Maison de la Recherche de la Sorbonne Nouvelle, salle du Conseil
4, rue des Irlandais Paris 5ème

Forme hybride qui articule en un dialogue expérimental expérience personnelle et élaboration théorique, l’autothéorie suscite de plus en plus d’intérêt. Elle relève fréquemment d’une écriture engagée, notamment en raison de son inscription dans le récit d’expériences minoritaires ou rendues invisibles, ainsi que dans les pensées queer et féministes.

Cet essor se manifeste aussi bien dans la multiplication de publications littéraires et théoriques adoptant une forme autothéorique, comme en témoignent les ouvrages récents de Lucile Novat, Hélène Giannecchini, Romain Huet, Rose-Marie Lagrave, Irène Théry, Claire Richard, Gwénaëlle Aubry et Romain Noël, que dans l’apparition de succès éditoriaux majeurs (Maggie Nelson avec Les Argonautes, Neige Sinno avec Triste Tigre, Adèle Yon avec Mon vrai nom est Elisabeth).

Parallèlement, la sphère académique connaît depuis le début des années 2020 une reprise critique de ce phénomène, à travers plusieurs publications consacrées à l’autothéorie (Lauren Fournier, Autotheory as Feminist Practice in Art, Writing, and Criticism, MIT Press, 2021 ; Diana Mistreanu et Andrei Lazar (dir.), Nouvelles formes et pratiques de l’écriture de soi : l’autothéorie et la transbiographie, Revue Studia Universitatus, Babes-Bolyai, vol. 70, n° 1, mars 2025 ; Alex Brostoff et Vilashini Cooppan (dir.), Autotheories, MIT Press, 2025). En outre, bien que l’autothéorie constitue, au sein du champ théorique, une force de déstabilisation des certitudes établies, un nombre significatif de ses auteur.ices est issu du milieu académique.

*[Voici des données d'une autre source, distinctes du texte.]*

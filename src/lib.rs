//! Coordinate transform registry and on-demand raster image reprojection.
//!
//! [`proj::TransformRegistry`] maps ordered pairs of projection codes to
//! transform functions. [`image::ReprojectedImage`] requests source images in
//! one projection through a factory and resamples them into another once
//! they have loaded.

pub mod affine;
pub mod canvas;
pub mod error;
pub mod events;
pub mod extent;
pub mod image;
pub mod proj;
pub mod reproj;
pub mod resample;

pub use canvas::Canvas;
pub use error::{ProjError, ReprojError};
pub use events::{EventType, ListenerKey};
pub use extent::Extent;
pub use image::{ImageLike, ImageState, LoadHandle, ReprojectedImage, SourceImage};
pub use proj::{Projection, TransformFn, TransformRegistry, Units};
pub use reproj::ReprojectionOptions;
pub use resample::ResamplingMethod;
//! An image in a target projection, resampled from source images requested
//! in the source projection.

use std::cell::RefCell;
use std::fmt;
use std::rc::{Rc, Weak};
use std::sync::Arc;

use tracing::{debug, warn};

use crate::canvas::Canvas;
use crate::error::{ProjError, ReprojError};
use crate::events::{EventType, Listener, ListenerKey, Observable};
use crate::extent::Extent;
use crate::image::{ImageLike, ImageState, SourceFactory};
use crate::proj::{equivalent, get_transform, Projection, TransformFn, TransformRegistry};
use crate::reproj::{
    calculate_source_resolution, canvas_size, max_extent, plan_source_requests, render,
    RenderSource, ReprojectionOptions, Triangulation, TriangulationParams,
};

/// A raster in `target_projection` covering `target_extent`, produced from
/// one or more source images once all of them have loaded.
///
/// Created `Idle`; [`ImageLike::load`] requests the source images from the
/// factory and waits for each to reach a terminal state. If any fails the
/// image ends in `Error`, otherwise the sources are resampled into a canvas
/// and the image ends in `Loaded`. Listeners are notified once per
/// transition, so a full lifecycle fires two notifications (`Loading`, then
/// `Loaded` or `Error`), and never after [`ReprojectedImage::dispose`].
pub struct ReprojectedImage {
    this: Weak<ReprojectedImage>,
    source_projection: Arc<Projection>,
    target_projection: Arc<Projection>,
    target_extent: Extent,
    target_resolution: f64,
    pixel_ratio: f64,
    options: ReprojectionOptions,
    mode: Mode,
    inner: RefCell<Inner>,
    events: Observable,
}

enum Mode {
    /// Source and target are equivalent: the single source image is used as is.
    PassThrough,
    Reproject {
        /// Target → source.
        transform: TransformFn,
        source_resolution: f64,
    },
    /// Fails on load.
    Unresolved(ReprojError),
}

struct Inner {
    state: ImageState,
    factory: Option<SourceFactory>,
    dependencies: Vec<Dependency>,
    triangulation: Option<Triangulation>,
    canvas: Option<Rc<Canvas>>,
    error: Option<ReprojError>,
    disposed: bool,
}

struct Dependency {
    image: Rc<dyn ImageLike>,
    key: ListenerKey,
    /// Shift from the image's extent to its place in triangulated source space.
    offset_x: f64,
}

Il s’agira dès lors d’interroger les conditions d’apparition de ce qui peut être envisagé comme un « moment » autothéorique dans les débats théoriques et artistiques contemporains, entre la France, le Canada et les États-Unis. Sans sous-estimer les résistances suscitées par le scepticisme à l’égard d’une recherche explicitement située, assumant son ancrage dans le récit de l’expérience personnelle, on analysera la constitution d’un écosystème partiellement favorable, fondé sur l’interaction de quatre sphères : celle de la recherche (notamment à travers l’essor et la reconnaissance de la recherche-création), celle de la création artistique (marquée par la place croissante accordée à la réflexivité théorique dans les formations de master en art), celle de l’édition (avec l’émergence de nouvelles collections accueillant des œuvres autothéoriques), et celle de l’enseignement supérieur (où se développent de nouvelles sensibilités au sein du public étudiant).

On s’interrogera ainsi sur la part des institutions dans l’affirmation des œuvres autothéoriques, voire dans leur processus même de production. Au-delà de cette fonction d’incitation, il s’agira également d’examiner les formes de réception institutionnelle de l’autothéorie. Telles sont les questions que ce travail se propose d’explorer. 

 

PROGRAMME

14h30 Introduction par Maryline Heck (Université de Tours, en délégation à THALIM), Aude Leblond (Université Sorbonne Nouvelle) et Nancy Murzilli (Université Paris 8) : « Le moment autothéorique ? Engouements et résistances institutionnels »

Première partie : L’autothéorie dans le champ académique

14h45 Géraldine Gourbe (École supérieure d’art et de design Tours Angers Le Mans), « Que sont devenus les enfants perdus de la lettre ? Situations pédagogiques à l’ère néofasciste »
15h15 François Aubart (Beaux-Arts de Cergy-Pontoise), « Comment des artistes et des réalisateurices ont modifié ma façon de voir Madame Bovary »

15h45 Lionel Ruffel (Université Paris 8), « Le moment autothéorique et l’ère du programme »

16h30 Pause café

Deuxième partie : L’autothéorie dans le champ éditorial

16h45 Table ronde modérée par Jérôme David (Université de Genève), avec Christine Marcandier (Université Aix-Marseille, directrice de « La librairie du XXIe siècle aux éditions du Seuil) et Damien de Blic (Université Paris 8, directeur des Presses Universitaires de Vincennes).

17h45 Conclusions par Maryline Heck, Aude Leblond et Nancy Murzilli 

 

Cette journée, organisée en collaboration avec Aude Leblond et le soutien des équipes de recherche Thalim et Fablitt, est la troisième étape d’un programme de recherche autour de l’autothéorie conduit par le groupe ATLAS (Autothéorie : Textes, Lieux, Affects, Savoirs), animé par Maryline Heck et Nancy Murzilli.